The study's authors noted that "the mutations suggest a range of severity, from inheritance of variably penetrant perisylvian PMG and ID without epilepsy … to the severely damaging recurrent I875T allele, which is de novo in the five families … with widespread PMG, microcephaly, and severe seizures."

In addition, Lehtinen and her team found that sodium channels that expressed mutated SCN3A alleles —F1759 or I875T — showed altered biophysical properties, including increased persistent current. Using whole-cell patching recordings, the team induced sodium currents over a range of voltages and measured the conductance-voltage curve in transfected cells. They saw that both mutant alleles demonstrated abnormal peak conductance and half-maximal voltage of activation.

Th team then evaluated total charge conducted by sodium channels during a voltage step depolarization in F1759Y and I875T alleles, compared to the wild type SCN3A gene. The F1759 variant conducted more sodium current through depolarizing potentials, while the I875T variant conducted less sodium current than controls.

By using the patch clamp method — an experimental approach that allows for a clear biophysical description of the sodium channels — on human primary fetal cortical neurons, the team found small reproducible sodium currents. However, they did not identify regenerative action potentials under tested conditions.

The authors therefore believe that "the absence of action potentials prenatally indicate that during human fetal development, SCN3A sodium currents have functions beyond action potential electrogenesis."

The researchers noted that the disorder growth parallels SCN3A expression, which they observed to be highest in early fetal cortical development but downregulated after birth. Therefore, they believe that different expression patterns between SCN3A may be linked to the ages of onset and severity of VGSC channelopathies such as PMG.

Affected patients demonstrated polymicrogyria in their brains' perisylvian cortex but did not normally exhibit epilepsy. However, they suffered from prominent speech and oral motor dysfunction, implicating SCN3A in prenatal development of human cortical language areas.

In addition, the team saw that SCN3A expression in cultured human fetal neurons caused a modest increase in neurite branching without an increase in neurite length. However, the I875T and F1759 mutants attenuated the branching effect, shortening neurite length. The team believes that the results indicate that SCN3A regulates neuronal development through an action potential-independent system, which are inhibited by mutations that cause PMG.

To validate the results, the group performed in utero electroporationin ferrets, which have brain folds similar to those found in human brains. Deliberately mutating SCN3A and placing the diseased version into ferret brains, the researchers saw that the animals' brains developed a folding pattern mirroring human polymicrogyria. In addition, they saw the mutations disrupted the expected migration of undeveloped neurons toward the outer part of the ferrets' brains.

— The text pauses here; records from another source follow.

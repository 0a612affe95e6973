use std::collections::HashMap;

use anyhow::Result;
use chrono::{Local, NaiveDate};
use tokio::sync::broadcast;
use tokio::sync::broadcast::error::TryRecvError;
use tokio::sync::mpsc::UnboundedReceiver;
use tracing::warn;
use tuirealm::Update;
use uuid::Uuid;

use crate::app::board::{SortColumn, TableRow, TableSort, sort_table_rows, table_rows};
use crate::app::chat::{ChatPanel, contacts};
use crate::app::editor::{
    ConfirmCancelField, DeleteTaskDialogState, TaskEditorField, TaskEditorState, delete_task,
};
use crate::app::move_task::{MoveController, shift_task};
use crate::app::reconcile::Reconciler;
use crate::app::store::BoardStore;
use crate::app::users::{ProfileEditorField, ProfileEditorState};
use crate::db::Database;
use crate::events::{ChangeBus, ChangeEvent};
use crate::notification::notify_incoming_message;
use crate::settings::Settings;
use crate::theme::{Theme, ThemePreset};
use crate::types::{Task, User};

use super::ComponentId;
use super::messages::Msg;

#[derive(Debug, Clone, Copy, Eq, PartialEq)]
pub enum ViewMode {
    Board,
    Table,
    Users,
}

/// Application state behind the tui-realm view. Mutations go through the
/// store and the change bus; the snapshot catches up on the next
/// reconciliation rather than being patched in place.
pub struct Model {
    pub db: Database,
    pub bus: ChangeBus,
    bus_events: broadcast::Receiver<ChangeEvent>,
    poll_ticks: Option<UnboundedReceiver<()>>,
    pub store: BoardStore,
    reconciler: Reconciler,
    pub chat: ChatPanel,
    pub mover: MoveController,
    pub view: ViewMode,
    pub chat_visible: bool,
    pub focused_column: usize,
    pub selected_task_per_column: HashMap<usize, usize>,
    pub table_selected: usize,
    pub table_sort: TableSort,
    pub users_selected: usize,
    pub selected_contact: usize,
    pub task_editor: Option<TaskEditorState>,
    pub delete_dialog: Option<DeleteTaskDialogState>,
    pub profile_editor: Option<ProfileEditorState>,
    pub help_visible: bool,
    pub palette_visible: bool,
    pub last_error: Option<String>,
    pub notice: Option<String>,
    pub current_user: User,
    pub settings: Settings,
    pub theme: Theme,
    quit: bool,
    dirty: bool,
}
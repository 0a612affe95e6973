//! Reconciliation gate shared by the poll timer and the change bus.
//!
//! Both refresh sources funnel through one pending flag, so triggers that
//! arrive while a reload is running coalesce into at most one follow-up
//! reload instead of overlapping.

#[derive(Debug, Default)]
pub struct Reconciler {
    pending: bool,
    in_flight: bool,
}

impl Reconciler {
    pub fn request(&mut self) {
        self.pending = true;
    }

    /// Claim the next reload. Returns false while a reload is in flight or
    /// nothing was requested.
    pub fn begin(&mut self) -> bool {
        if self.in_flight || !self.pending {
            return false;
        }
        self.pending = false;
        self.in_flight = true;
        true
    }

    pub fn finish(&mut self) {
        self.in_flight = false;
    }

    pub fn is_pending(&self) -> bool {
        self.pending
    }
}
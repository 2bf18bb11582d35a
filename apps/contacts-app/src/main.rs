use anyhow::Result;
use clap::{Parser, Subcommand};
use contacts::config::ContactsConfig;
use contacts::{ContactsModule, InMemoryBackends};
use runtime::{AppConfig, CliArgs};
use std::path::PathBuf;

mod shell;

/// Contacts - personal address book backed by a realtime document store
#[derive(Parser)]
#[command(name = "contacts-app")]
#[command(about = "Contacts - personal address book backed by a realtime document store")]
#[command(version = "0.1.0")]
struct Cli {
    /// Path to configuration file
    #[arg(short, long)]
    config: Option<PathBuf>,

    /// Print current configuration and exit
    #[arg(long)]
    print_config: bool,

    /// Log verbosity level (-v debug, -vv trace)
    #[arg(short, long, action = clap::ArgAction::Count)]
    verbose: u8,

    #[command(subcommand)]
    command: Option<Commands>,
}

#[derive(Subcommand)]
enum Commands {
    /// Start an interactive session over stdin
    Run,
    /// Check configuration
    Check,
}

#[tokio::main]
async fn main() -> Result<()> {
    let cli = Cli::parse();

    let args = CliArgs {
        config: cli.config.as_ref().map(|p| p.to_string_lossy().to_string()),
        print_config: cli.print_config,
        verbose: cli.verbose,
    };

    // home_dir is normalized and created while loading
    let mut config = AppConfig::load_or_default(cli.config.as_deref())?;
    config.apply_cli_overrides(&args);

    let logging_config = config.logging.clone().unwrap_or_default();
    runtime::init_logging_from_config(&logging_config, config.home_dir());
    tracing::info!("Contacts app starting");

    if args.print_config {
        println!("{}", config.to_yaml()?);
        return Ok(());
    }

    match cli.command.unwrap_or(Commands::Run) {
        Commands::Run => run_shell(config).await,
        Commands::Check => check_config(config),
    }
}

async fn run_shell(config: AppConfig) -> Result<()> {
    let contacts_config = ContactsConfig::from_module_value(config.module_value("contacts"))?;
    let backends = InMemoryBackends::new();
    let module = ContactsModule::new(contacts_config.clone(), backends.backends(&contacts_config));
    module.account().watch_auth_state();
    module.account().restore_session().await;

    let shell = shell::Shell::new(module, backends);
    let stdin = tokio::io::BufReader::new(tokio::io::stdin());
    shell.run(stdin, std::io::stdout()).await?;

    tracing::info!("Contacts app stopped");
    Ok(())
}

fn check_config(config: AppConfig) -> Result<()> {
    tracing::info!("Checking configuration...");

    let contacts = ContactsConfig::from_module_value(config.module_value("contacts"))?;
    tracing::info!(locale = ?contacts.locale, "Configuration is valid");
    println!("Configuration check passed");
    println!("{}", config.to_yaml()?);
    Ok(())
}
//! Line-oriented session over the contacts module.

use std::io::Write;
use std::path::PathBuf;

use anyhow::{bail, Result};
use contacts::model::{ContactDraft, ProfileUpdate, Registration};
use contacts::{ContactsModule, InMemoryBackends};
use tokio::io::{AsyncBufRead, AsyncBufReadExt};

const HELP: &str = "\
commands:
  register <name> <email> <phone> <password>
  login <email> <password> [remember]
  logout
  whoami
  add <name> <phone> <email> [picture-file]
  edit <id> <name> <phone> <email> [picture-file]
  show <id>
  delete <id>
  list
  search [text]
  refresh
  profile <name> <email> <phone>
  password <new> <confirm>
  reset <email>
  quit";

enum Flow {
    Continue,
    Quit,
}

pub struct Shell {
    module: ContactsModule,
    backends: InMemoryBackends,
}

impl Shell {
    pub fn new(module: ContactsModule, backends: InMemoryBackends) -> Self {
        Self { module, backends }
    }

    /// Execute commands from `input` until it ends or `quit` is read.
    /// Command failures are reported on `out` and do not stop the session.
    pub async fn run<R, W>(&self, input: R, mut out: W) -> Result<()>
    where
        R: AsyncBufRead + Unpin,
        W: Write,
    {
        writeln!(out, "contacts shell, type 'help' for commands")?;
        let mut lines = input.lines();
        while let Some(line) = lines.next_line().await? {
            let line = line.trim();
            if line.is_empty() || line.starts_with('#') {
                continue;
            }
            match self.execute(line, &mut out).await {
                Ok(Flow::Continue) => {}
                Ok(Flow::Quit) => break,
                Err(e) => writeln!(out, "error: {e}")?,
            }
            out.flush()?;
        }
        Ok(())
    }

    async fn execute<W: Write>(&self, line: &str, out: &mut W) -> Result<Flow> {
        let words: Vec<&str> = line.split_whitespace().collect();
        let (command, args) = match words.split_first() {
            Some((c, rest)) => (*c, rest),
            None => return Ok(Flow::Continue),
        };
        let account = self.module.account();
        let contacts = self.module.contacts();
        let vm = self.module.view_model();

        match (command, args) {
            ("help", _) => writeln!(out, "{HELP}")?,
            ("quit" | "exit", _) => return Ok(Flow::Quit),

            ("register", [name, email, phone, password]) => {
                account
                    .register(Registration {
                        name: name.to_string(),
                        email: email.to_string(),
                        phone: phone.to_string(),
                        password: password.to_string(),
                    })
                    .await?;
                writeln!(out, "welcome, {}", vm.display_name())?;
            }
            ("login", [email, password, rest @ ..]) => {
                let remember = matches!(rest, ["remember"]);
                account.login(email, password, remember).await?;
                writeln!(out, "welcome, {}", vm.display_name())?;
            }
            ("logout", []) => {
                account.logout().await;
                writeln!(out, "signed out")?;
            }
            ("whoami", []) => match vm.owner_id() {
                Some(uid) => writeln!(out, "{} ({uid})", vm.display_name())?,
                None => writeln!(out, "not signed in")?,
            },

            ("add", [name, phone, email, picture @ ..]) => {
                let draft = self.draft(name, phone, email, picture).await?;
                let saved = contacts.save_contact(None, draft).await?;
                writeln!(out, "saved {}", saved.id)?;
                if let Some(warning) = saved.image_warning {
                    writeln!(out, "warning: {warning}")?;
                }
            }
            ("edit", [id, name, phone, email, picture @ ..]) => {
                let draft = self.draft(name, phone, email, picture).await?;
                let saved = contacts.save_contact(Some(*id), draft).await?;
                writeln!(out, "updated {}", saved.id)?;
                if let Some(warning) = saved.image_warning {
                    writeln!(out, "warning: {warning}")?;
                }
            }
            ("show", [id]) => {
                let contact = contacts.load_contact(id).await?;
                writeln!(out, "name:  {}", contact.name)?;
                writeln!(out, "phone: {}", contact.phone)?;
                writeln!(out, "email: {}", contact.email)?;
                match contacts.contact_image(&contact) {
                    Some(bytes) => writeln!(out, "picture: {} bytes", bytes.len())?,
                    None => writeln!(out, "picture: none")?,
                }
            }
            ("delete", [id]) => {
                contacts.delete_contact(id).await?;
                writeln!(out, "deleted {id}")?;
            }
            ("list", []) => {
                vm.set_search_query("");
                self.print_contacts(out)?;
            }
            ("search", words) => {
                vm.set_search_query(words.join(" "));
                self.print_contacts(out)?;
            }
            ("refresh", []) => {
                contacts.refresh_contacts().await?;
                writeln!(out, "{} contacts", vm.contacts().len())?;
            }

            ("profile", [name, email, phone]) => {
                let notice = account
                    .update_profile(ProfileUpdate {
                        name: name.to_string(),
                        email: email.to_string(),
                        phone: phone.to_string(),
                    })
                    .await?;
                writeln!(out, "profile saved")?;
                if let Some(notice) = notice {
                    writeln!(out, "{notice}")?;
                }
            }
            ("password", [new, confirm]) => {
                let notice = account.update_password(new, confirm).await?;
                writeln!(out, "{notice}")?;
            }
            ("reset", [email]) => {
                let notice = account.reset_password(email).await?;
                writeln!(out, "{notice}")?;
            }

            (other, _) => bail!("cannot parse '{other}' command, type 'help'"),
        }
        Ok(Flow::Continue)
    }

    async fn draft(
        &self,
        name: &str,
        phone: &str,
        email: &str,
        picture: &[&str],
    ) -> Result<ContactDraft> {
        let image = match picture {
            [] => None,
            [path] => {
                self.backends.camera.point_at(Some(PathBuf::from(path)));
                let captured = self.module.contacts().capture_contact_image().await;
                self.backends.camera.point_at(None);
                Some(captured?)
            }
            _ => bail!("expected at most one picture file"),
        };
        Ok(ContactDraft {
            name: name.to_string(),
            phone: phone.to_string(),
            email: email.to_string(),
            image,
        })
    }

    fn print_contacts<W: Write>(&self, out: &mut W) -> Result<()> {
        let visible = self.module.view_model().visible_contacts();
        if visible.is_empty() {
            writeln!(out, "no contacts")?;
        }
        for c in visible {
            let picture = if c.has_image() { " [picture]" } else { "" };
            writeln!(out, "{}  {}  {}  {}{picture}", c.id, c.name, c.phone, c.email)?;
        }
        Ok(())
    }
}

"The fact that we can pair [speech delay] and [swallowing difficulties] with hereditary structural changes in the brain allows the unpacking of the condition," Lehtinen said in a statement. "We anticipate our study will open doors to better understanding these developmental processes."

The authors further noted that further "understanding the early function of these genes will illuminate development of the Sylvian fissure and its adjacent perisylvian language and oral motor areas."